Khitam’s losing battle against patriarchy causes the viewer to lose heart along with her. At one point she turns to a Sharia court, which sides unequivocally with her husband, maintaining that Khitam is responsible for her current position, despoiled of both home and children, despite the fact that it was her husband who demanded the divorce. The hypocrisy is startling: the specifics of a situation don’t matter to the court, only the sex of the person requesting justice. Does gender-contingent justice qualify as justice? Khitam cannot even stay in the country without a permit, and the process of acquiring an Israeli ID is long and arduous, with no guarantees. As one social worker says, “She’ll become a citizen when I become an astronaut.” Thus, she is robbed of the right to live in the country where she bore and raised her six children.

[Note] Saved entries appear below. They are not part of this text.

//! Owned expression tree.
//!
//! Only the shapes classification and mutation care about are kept; anything
//! else lowers to [`ExprKind::Other`].

use super::{JsxSummary, Span};

#[derive(Debug, Clone, PartialEq)]
pub struct Expr {
    pub span: Span,
    pub kind: ExprKind,
}

#[derive(Debug, Clone, PartialEq)]
pub enum ExprKind {
    Ident(String),
    Member {
        object: Box<Expr>,
        prop: MemberProp,
    },
    Call {
        callee: Box<Expr>,
        args: Vec<Expr>,
    },
    Template {
        has_expressions: bool,
    },
    Conditional,
    Logical,
    Binary,
    Str {
        value: String,
        /// Quote character used in source (`"` or `'`).
        quote: char,
    },
    Num {
        value: f64,
        raw: String,
    },
    Bool(bool),
    Null,
    /// Holes and spread elements are `None`.
    Array(Vec<Option<Expr>>),
    Object(Vec<Property>),
    Function(JsxSummary),
    Jsx(JsxSummary),
    Other,
}

/// Property part of a member access.
#[derive(Debug, Clone, PartialEq)]
pub enum MemberProp {
    /// `a.name`
    Name(String),
    /// `a[0]`, pre-rendered as `[0]`
    Index(String),
    /// `a["key"]`
    Key(String),
    /// `a[expr]`
    Computed,
}

/// One `key: value` entry of an object literal.
#[derive(Debug, Clone, PartialEq)]
pub struct Property {
    /// Static key name; `None` for computed keys.
    pub key: Option<String>,
    pub span: Span,
    pub value: Expr,
}

impl Expr {
    pub fn new(span: Span, kind: ExprKind) -> Self {
        Self { span, kind }
    }

    pub fn ident(&self) -> Option<&str> {
        match &self.kind {
            ExprKind::Ident(name) => Some(name),
            _ => None,
        }
    }

    /// Literal children that need no wrapper: strings, numbers, booleans,
    /// `null` and templates without substitutions.
    pub fn is_static_literal(&self) -> bool {
        matches!(
            self.kind,
            ExprKind::Str { .. }
                | ExprKind::Num { .. }
                | ExprKind::Bool(_)
                | ExprKind::Null
                | ExprKind::Template {
                    has_expressions: false
                }
        )
    }

    /// Callee name for `name(...)` calls.
    pub fn call_name(&self) -> Option<&str> {
        match &self.kind {
            ExprKind::Call { callee, .. } => callee.ident(),
            _ => None,
        }
    }

    /// Root expression of a member chain (`a` in `a.b.c`).
    pub fn member_root(&self) -> &Expr {
        let mut current = self;
        while let ExprKind::Member { object, .. } = &current.kind {
            current = object;
        }
        current
    }

    /// Dot-joined property path of a member chain (`b.c` in `a.b.c`).
    ///
    /// Numeric keys render as `[n]`; computed keys are skipped.
    pub fn property_path(&self) -> String {
        let mut parts = Vec::new();
        let mut current = self;
        while let ExprKind::Member { object, prop } = &current.kind {
            match prop {
                MemberProp::Name(name) | MemberProp::Key(name) => parts.push(name.as_str()),
                MemberProp::Index(index) => parts.push(index.as_str()),
                MemberProp::Computed => {}
            }
            current = object;
        }
        parts.reverse();
        parts.join(".")
    }

    /// Value of an object literal property by key.
    pub fn property(&self, key: &str) -> Option<&Property> {
        match &self.kind {
            ExprKind::Object(props) => props.iter().find(|p| p.key.as_deref() == Some(key)),
            _ => None,
        }
    }
}

/// Render a numeric member key the way a JS engine prints it.
pub(crate) fn render_index(value: f64) -> String {
    if value.fract() == 0.0 && value.is_finite() && value.abs() < 1e15 {
        format!("[{}]", value as i64)
    } else {
        format!("[{}]", value)
    }
}
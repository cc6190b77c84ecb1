//! Parsed-module cache keyed by absolute path and invalidated by mtime.

use std::path::{Path, PathBuf};
use std::sync::Arc;
use std::time::SystemTime;

use rustc_hash::FxHashMap;
use tracing::{debug, warn};

use crate::config::MAX_FILE_SIZE;
use crate::error::{AnalysisError, Result};
use crate::model::{ModuleModel, lower_source};

#[derive(Debug)]
struct CacheEntry {
    mtime: Option<SystemTime>,
    /// `None` records a failed load so it is not retried until the file changes.
    model: Option<Arc<ModuleModel>>,
}

/// Models of every module loaded in this session.
#[derive(Debug, Default)]
pub struct ModuleCache {
    entries: FxHashMap<PathBuf, CacheEntry>,
}

impl ModuleCache {
    pub fn new() -> Self {
        Self::default()
    }

    /// Cached model for `path`, reparsing when the file's mtime changed.
    ///
    /// Read and parse failures are logged and yield `None`.
    pub fn get_or_load(&mut self, path: &Path) -> Option<Arc<ModuleModel>> {
        let mtime = modified(path);
        if let Some(entry) = self.entries.get(path) {
            if entry.mtime == mtime {
                debug!(path = %path.display(), "Module cache hit");
                return entry.model.clone();
            }
        }

        let model = match load(path) {
            Ok(model) => Some(Arc::new(model)),
            Err(err) => {
                warn!(path = %path.display(), error = %err, "Skipping module");
                None
            }
        };
        self.entries.insert(
            path.to_path_buf(),
            CacheEntry {
                mtime,
                model: model.clone(),
            },
        );
        model
    }

    /// Parse `source` as the current contents of `path` and cache the result.
    ///
    /// Used when the caller already holds the text (annotation passes).
    pub fn insert_source(&mut self, path: &Path, source: &str) -> Result<Arc<ModuleModel>> {
        let model = Arc::new(lower_source(path, source)?);
        self.entries.insert(
            path.to_path_buf(),
            CacheEntry {
                mtime: modified(path),
                model: Some(model.clone()),
            },
        );
        Ok(model)
    }

    /// Already-cached model, without touching the filesystem.
    pub fn peek(&self, path: &Path) -> Option<Arc<ModuleModel>> {
        self.entries.get(path).and_then(|e| e.model.clone())
    }

    /// Drop the cached model for `path`. Returns whether one was present.
    pub fn invalidate(&mut self, path: &Path) -> bool {
        self.entries.remove(path).is_some()
    }

    /// Paths of successfully loaded modules, sorted.
    pub fn paths(&self) -> Vec<PathBuf> {
        let mut paths: Vec<_> = self
            .entries
            .iter()
            .filter(|(_, e)| e.model.is_some())
            .map(|(p, _)| p.clone())
            .collect();
        paths.sort();
        paths
    }

    pub fn len(&self) -> usize {
        self.entries.len()
    }

    pub fn is_empty(&self) -> bool {
        self.entries.is_empty()
    }
}

fn modified(path: &Path) -> Option<SystemTime> {
    std::fs::metadata(path).and_then(|m| m.modified()).ok()
}

/// Read and lower one file, enforcing [`MAX_FILE_SIZE`].
fn load(path: &Path) -> Result<ModuleModel> {
    if let Ok(metadata) = std::fs::metadata(path) {
        if metadata.len() > MAX_FILE_SIZE as u64 {
            return Err(AnalysisError::FileTooLarge {
                path: path.to_path_buf(),
                size: metadata.len() as usize,
                max: MAX_FILE_SIZE,
            });
        }
    }
    let source = std::fs::read_to_string(path).map_err(|e| AnalysisError::io(path, e))?;
    lower_source(path, &source)
}

#[cfg(test)]
mod tests {
    use super::*;
    use std::fs;
    use tempfile::TempDir;

    #[test]
    fn test_cache_hit_returns_same_model() {
        let temp = TempDir::new().unwrap();
        let file = temp.path().join("A.jsx");
        fs::write(&file, "export const A = () => <div />;").unwrap();

        let mut cache = ModuleCache::new();
        let first = cache.get_or_load(&file).unwrap();
        let second = cache.get_or_load(&file).unwrap();
        assert!(Arc::ptr_eq(&first, &second));
    }

    #[test]
    fn test_invalidate_forces_reparse() {
        let temp = TempDir::new().unwrap();
        let file = temp.path().join("A.jsx");
        fs::write(&file, "export const A = () => <div />;").unwrap();

        let mut cache = ModuleCache::new();
        let first = cache.get_or_load(&file).unwrap();
        fs::write(&file, "export const A = () => <div><span /></div>;").unwrap();
        assert!(cache.invalidate(&file));
        let second = cache.get_or_load(&file).unwrap();
        assert!(!Arc::ptr_eq(&first, &second));
        assert_eq!(second.elements.len(), 2);
    }

    #[test]
    fn test_parse_failure_yields_none() {
        let temp = TempDir::new().unwrap();
        let file = temp.path().join("Broken.jsx");
        fs::write(&file, "export const = <div").unwrap();

        let mut cache = ModuleCache::new();
        assert!(cache.get_or_load(&file).is_none());
        assert!(cache.paths().is_empty());
    }

    #[test]
    fn test_missing_file_yields_none() {
        let mut cache = ModuleCache::new();
        assert!(cache.get_or_load(Path::new("/nonexistent/A.jsx")).is_none());
    }

    #[test]
    fn test_insert_source() {
        let mut cache = ModuleCache::new();
        let path = Path::new("/virtual/B.jsx");
        let model = cache.insert_source(path, "const B = () => <p />;").unwrap();
        assert_eq!(model.elements.len(), 1);
        assert!(cache.peek(path).is_some());
        assert_eq!(cache.paths(), vec![path.to_path_buf()]);
    }
}
//! Configuration types for the analyzer, the annotator and the edit server.

use std::path::{Path, PathBuf};

use regex::Regex;
use serde::{Deserialize, Serialize};

use crate::error::{ConfigError, Result};

/// Top-level configuration, one section per subsystem.
#[derive(Debug, Clone, Default, PartialEq, Serialize, Deserialize)]
#[serde(default)]
pub struct VeditConfig {
    pub project: ProjectConfig,
    pub server: ServerConfig,
    pub vcs: VcsConfig,
}

impl VeditConfig {
    /// Validate values that serde cannot check on its own.
    pub fn validate(&self) -> Result<()> {
        if self.server.port == 0 {
            return Err(ConfigError::invalid_value(
                "server.port",
                "port must be between 1 and 65535",
            ));
        }
        if self.project.extensions.is_empty() {
            return Err(ConfigError::invalid_value(
                "project.extensions",
                "at least one source extension is required",
            ));
        }
        if let Some(ext) = self.project.extensions.iter().find(|e| !e.starts_with('.')) {
            return Err(ConfigError::invalid_value(
                "project.extensions",
                format!("extension '{}' must start with a dot", ext),
            ));
        }
        self.server.compile_origins()?;
        Ok(())
    }

    /// Resolve relative paths against `base` (usually the directory holding the config file).
    pub fn rooted_at(mut self, base: &Path) -> Self {
        if self.project.root.is_relative() {
            self.project.root = base.join(&self.project.root);
        }
        self
    }
}

/// Where first-party source lives and how module specifiers map onto it.
#[derive(Debug, Clone, PartialEq, Serialize, Deserialize)]
#[serde(default)]
pub struct ProjectConfig {
    /// Frontend project root. Every edited file must live below it.
    pub root: PathBuf,

    /// Source directory, relative to `root`.
    pub src_dir: PathBuf,

    /// Specifier prefix that maps onto `src_dir` (e.g. `@/data/prices`).
    pub alias_prefix: String,

    /// Extensions tried, in order, when resolving extensionless specifiers.
    pub extensions: Vec<String>,

    /// Directory names never searched or edited.
    pub ignore_dirs: Vec<String>,

    /// Where a component file is assumed to live when no file matches.
    pub components_dir: PathBuf,

    /// Cross-file recursion cap for dynamic and portal detection.
    pub max_depth: usize,
}

impl Default for ProjectConfig {
    fn default() -> Self {
        Self {
            root: PathBuf::from("."),
            src_dir: default_src_dir(),
            alias_prefix: default_alias_prefix(),
            extensions: default_extensions(),
            ignore_dirs: default_ignore_dirs(),
            components_dir: default_components_dir(),
            max_depth: default_max_depth(),
        }
    }
}

impl ProjectConfig {
    /// Absolute source root (`root/src_dir`).
    pub fn src_root(&self) -> PathBuf {
        self.root.join(&self.src_dir)
    }

    pub fn is_ignored_dir(&self, name: &str) -> bool {
        self.ignore_dirs.iter().any(|d| d == name)
    }
}

/// HTTP mutation endpoint settings.
#[derive(Debug, Clone, PartialEq, Serialize, Deserialize)]
#[serde(default)]
pub struct ServerConfig {
    pub host: String,
    pub port: u16,

    /// Shared secret expected in the `x-api-key` header.
    pub api_key: Option<String>,

    /// Regex patterns an `Origin` header must fully match to receive CORS headers.
    pub allowed_origins: Vec<String>,
}

impl Default for ServerConfig {
    fn default() -> Self {
        Self {
            host: default_host(),
            port: default_port(),
            api_key: None,
            allowed_origins: default_allowed_origins(),
        }
    }
}

impl ServerConfig {
    /// Compile `allowed_origins`, anchoring each pattern at both ends.
    pub fn compile_origins(&self) -> Result<Vec<Regex>> {
        self.allowed_origins
            .iter()
            .map(|pattern| {
                let anchored = anchor(pattern);
                Regex::new(&anchored).map_err(|e| ConfigError::InvalidPattern {
                    pattern: pattern.clone(),
                    reason: e.to_string(),
                })
            })
            .collect()
    }

    pub fn bind_address(&self) -> String {
        format!("{}:{}", self.host, self.port)
    }
}

fn anchor(pattern: &str) -> String {
    let mut out = String::with_capacity(pattern.len() + 2);
    if !pattern.starts_with('^') {
        out.push('^');
    }
    out.push_str(pattern);
    if !pattern.ends_with('$') {
        out.push('$');
    }
    out
}

/// Identity used when recording edits in version control.
#[derive(Debug, Clone, PartialEq, Serialize, Deserialize)]
#[serde(default)]
pub struct VcsConfig {
    pub enabled: bool,
    pub user_name: String,
    pub user_email: String,
}

impl Default for VcsConfig {
    fn default() -> Self {
        Self {
            enabled: true,
            user_name: default_vcs_user(),
            user_email: default_vcs_email(),
        }
    }
}

fn default_src_dir() -> PathBuf {
    PathBuf::from("src")
}

fn default_alias_prefix() -> String {
    "@/".into()
}

fn default_extensions() -> Vec<String> {
    [".tsx", ".ts", ".jsx", ".js"]
        .iter()
        .map(|s| s.to_string())
        .collect()
}

fn default_ignore_dirs() -> Vec<String> {
    ["node_modules", "public", ".git", "build", "dist", "coverage"]
        .iter()
        .map(|s| s.to_string())
        .collect()
}

fn default_components_dir() -> PathBuf {
    PathBuf::from("src/components")
}

fn default_max_depth() -> usize {
    3
}

fn default_host() -> String {
    "127.0.0.1".into()
}

fn default_port() -> u16 {
    4567
}

fn default_allowed_origins() -> Vec<String> {
    vec![
        r"https?://(localhost|127\.0\.0\.1)(:\d+)?".into(),
        r"https://([a-zA-Z0-9-]+\.)*emergent\.sh".into(),
        r"https://([a-zA-Z0-9-]+\.)*emergentagent\.com".into(),
        r"https://([a-zA-Z0-9-]+\.)*appspot\.com".into(),
    ]
}

fn default_vcs_user() -> String {
    "visual-edit".into()
}

fn default_vcs_email() -> String {
    "support@emergent.sh".into()
}

#[cfg(test)]
mod tests {
    use super::*;

    fn origin_allowed(config: &ServerConfig, origin: &str) -> bool {
        config
            .compile_origins()
            .unwrap()
            .iter()
            .any(|re| re.is_match(origin))
    }

    #[test]
    fn test_defaults_are_valid() {
        let config = VeditConfig::default();
        assert!(config.validate().is_ok());
        assert_eq!(config.project.max_depth, 3);
        assert_eq!(config.project.src_root(), PathBuf::from("./src"));
    }

    #[test]
    fn test_default_origins() {
        let server = ServerConfig::default();
        assert!(origin_allowed(&server, "http://localhost:3000"));
        assert!(origin_allowed(&server, "https://127.0.0.1"));
        assert!(origin_allowed(&server, "https://preview.emergentagent.com"));
        assert!(origin_allowed(&server, "https://a.b.appspot.com"));
        assert!(!origin_allowed(&server, "http://preview.emergent.sh"));
        assert!(!origin_allowed(&server, "https://evil.com"));
        assert!(!origin_allowed(&server, "https://localhost.evil.com"));
    }

    #[test]
    fn test_invalid_origin_pattern() {
        let mut config = VeditConfig::default();
        config.server.allowed_origins = vec!["https://(".into()];
        assert!(matches!(
            config.validate(),
            Err(ConfigError::InvalidPattern { .. })
        ));
    }

    #[test]
    fn test_extension_without_dot_rejected() {
        let mut config = VeditConfig::default();
        config.project.extensions = vec!["tsx".into()];
        assert!(matches!(
            config.validate(),
            Err(ConfigError::InvalidValue { .. })
        ));
    }

    #[test]
    fn test_rooted_at() {
        let config = VeditConfig::default().rooted_at(Path::new("/srv/app"));
        assert_eq!(config.project.root, PathBuf::from("/srv/app/."));
    }
}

It is not only the legal system that dismisses her. When Khitam secretly visits her children at their school, the teachers ask her why she doesn’t return home, implying that she has abandoned her children. Instead of being supported by her fellow females, Khitam finds herself in an awkward position with them ganging up on her. “I am divorced,” she explains simply. Perhaps her isolation would be less complete in a big city than it is in this small town. Since marriage in the Middle East tends not only to be a contract between individuals, but between families as well, ruptures between couples are less common because of the damage they inflict upon the group. A divorced woman is something of an aberration, and is often times considered a runaway if she has relocated to another region.
Both her circumstances, and who she is as an individual, set Khitam apart from other women in her community. Her personal philosophy fuels her fight for independence and for her children’s return to her care and future autonomy. “We must make sacrifices in order to gain something. I see how my brother loves and respects his wives. It makes me sad. But I know that when a man looks at a woman he only sees her body. He doesn’t care about her soul, her education, or her wisdom. He is a man; he wants her in bed, even if she refuses him. I want a good life for my children. I want my daughter to be a doctor. I want her to choose the man she wants to make love to.”
Typically, the wife’s family sides with the husband, as they would otherwise have to take their daughter back and risk social disgrace. However, at one point Khitam goes to the Gaza border to meet her mother, who delivers the documents necessary for obtaining an Israeli ID. Wiping tears from her eyes, she says to Khitam, “I am so tired for you.” Mother and daughter share a poignant moment of mutual social defiance.
There are not many documentaries about divorced women in Khitam’s part of the world, not because women do not demand divorce, but because such a right is not theirs to exercise. It is the man who decides how long a woman will be welcome in her own home. This important film painfully exposes the suffering inflicted by a lopsided and antiquated system of justice; it is a story of man’s inhumanity to man.